The entries are to be repeated in full, without any change.

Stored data
__________
//! JSON codec implementation.

use bytes::Bytes;

use crate::convert::{json_to_value, value_to_json};
use crate::{Error, Value};

/// A codec that moves between JSON bytes and `Value`.
///
/// # Example
///
/// ```rust
/// use ledgerwire_wire::{JsonCodec, Value};
///
/// let codec = JsonCodec;
/// let value = Value::from("hello");
///
/// let bytes = codec.encode(&value).unwrap();
/// let decoded = codec.decode(&bytes).unwrap();
///
/// assert_eq!(decoded, value);
/// ```
#[derive(Debug, Clone, Copy, Default)]
pub struct JsonCodec;

impl JsonCodec {
    pub fn decode(&self, bytes: &Bytes) -> Result<Value, Error> {
        self.decode_slice(bytes)
    }

    pub fn decode_slice(&self, bytes: &[u8]) -> Result<Value, Error> {
        let json: serde_json::Value =
            serde_json::from_slice(bytes).map_err(|e| Error::decode(e.to_string()))?;
        Ok(json_to_value(json))
    }

    pub fn decode_str(&self, text: &str) -> Result<Value, Error> {
        self.decode_slice(text.as_bytes())
    }

    pub fn encode(&self, value: &Value) -> Result<Bytes, Error> {
        let json = value_to_json(value.clone());
        let bytes = serde_json::to_vec(&json).map_err(|e| Error::encode(e.to_string()))?;
        Ok(Bytes::from(bytes))
    }

    /// Encode as indented, human-readable JSON text.
    pub fn encode_pretty(&self, value: &Value) -> Result<String, Error> {
        let json = value_to_json(value.clone());
        serde_json::to_string_pretty(&json).map_err(|e| Error::encode(e.to_string()))
    }
}

#[cfg(test)]
mod tests {
    use super::*;
    use collection_literals::btree;

    #[test]
    fn json_codec_roundtrip() {
        let codec = JsonCodec;

        let original = Value::Map(btree! {
            "ledger_entry_type".into() => Value::from("Escrow"),
            "amount".into() => Value::from("100"),
            "flags".into() => Value::Integer(0),
        });

        let bytes = codec.encode(&original).unwrap();
        let decoded = codec.decode(&bytes).unwrap();

        assert_eq!(original, decoded);
    }

    #[test]
    fn json_codec_rejects_garbage() {
        let bytes = Bytes::from_static(b"{not json");
        let result = JsonCodec.decode(&bytes);

        assert!(matches!(result, Err(Error::Decode { .. })));
    }

    #[test]
    fn pretty_output_is_indented() {
        let value = JsonCodec.decode_str(r#"{"a":1}"#).unwrap();
        let text = JsonCodec.encode_pretty(&value).unwrap();
        assert!(text.contains("\n"));
        assert!(text.contains("\"a\": 1"));
    }
}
__________
Response
//! JSON codec implementation.

use bytes::Bytes;

use crate::convert::{json_to_value, value_to_json};
use crate::{Error, Value};

/// A codec that moves between JSON bytes and `Value`.
///
/// # Example
///
/// ```rust
/// use ledgerwire_wire::{JsonCodec, Value};
///
/// let codec = JsonCodec;
/// let value = Value::from("hello");
///
/// let bytes = codec.encode(&value).unwrap();
/// let decoded = codec.decode(&bytes).unwrap();
///
/// assert_eq!(decoded, value);
/// ```
#[derive(Debug, Clone, Copy, Default)]
pub struct JsonCodec;

impl JsonCodec {
    pub fn decode(&self, bytes: &Bytes) -> Result<Value, Error> {
        self.decode_slice(bytes)
    }

    pub fn decode_slice(&self, bytes: &[u8]) -> Result<Value, Error> {
        let json: serde_json::Value =
            serde_json::from_slice(bytes).map_err(|e| Error::decode(e.to_string()))?;
        Ok(json_to_value(json))
    }

    pub fn decode_str(&self, text: &str) -> Result<Value, Error> {
        self.decode_slice(text.as_bytes())
    }

    pub fn encode(&self, value: &Value) -> Result<Bytes, Error> {
        let json = value_to_json(value.clone());
        let bytes = serde_json::to_vec(&json).map_err(|e| Error::encode(e.to_string()))?;
        Ok(Bytes::from(bytes))
    }

    /// Encode as indented, human-readable JSON text.
    pub fn encode_pretty(&self, value: &Value) -> Result<String, Error> {
        let json = value_to_json(value.clone());
        serde_json::to_string_pretty(&json).map_err(|e| Error::encode(e.to_string()))
    }
}

#[cfg(test)]
mod tests {
    use super::*;
    use collection_literals::btree;

    #[test]
    fn json_codec_roundtrip() {
        let codec = JsonCodec;

        let original = Value::Map(btree! {
            "ledger_entry_type".into() => Value::from("Escrow"),
            "amount".into() => Value::from("100"),
            "flags".into() => Value::Integer(0),
        });

        let bytes = codec.encode(&original).unwrap();
        let decoded = codec.decode(&bytes).unwrap();

        assert_eq!(original, decoded);
    }

    #[test]
    fn json_codec_rejects_garbage() {
        let bytes = Bytes::from_static(b"{not json");
        let result = JsonCodec.decode(&bytes);

        assert!(matches!(result, Err(Error::Decode { .. })));
    }

    #[test]
    fn pretty_output_is_indented() {
        let value = JsonCodec.decode_str(r#"{"a":1}"#).unwrap();
        let text = JsonCodec.encode_pretty(&value).unwrap();
        assert!(text.contains("\n"));
        assert!(text.contains("\"a\": 1"));
    }
}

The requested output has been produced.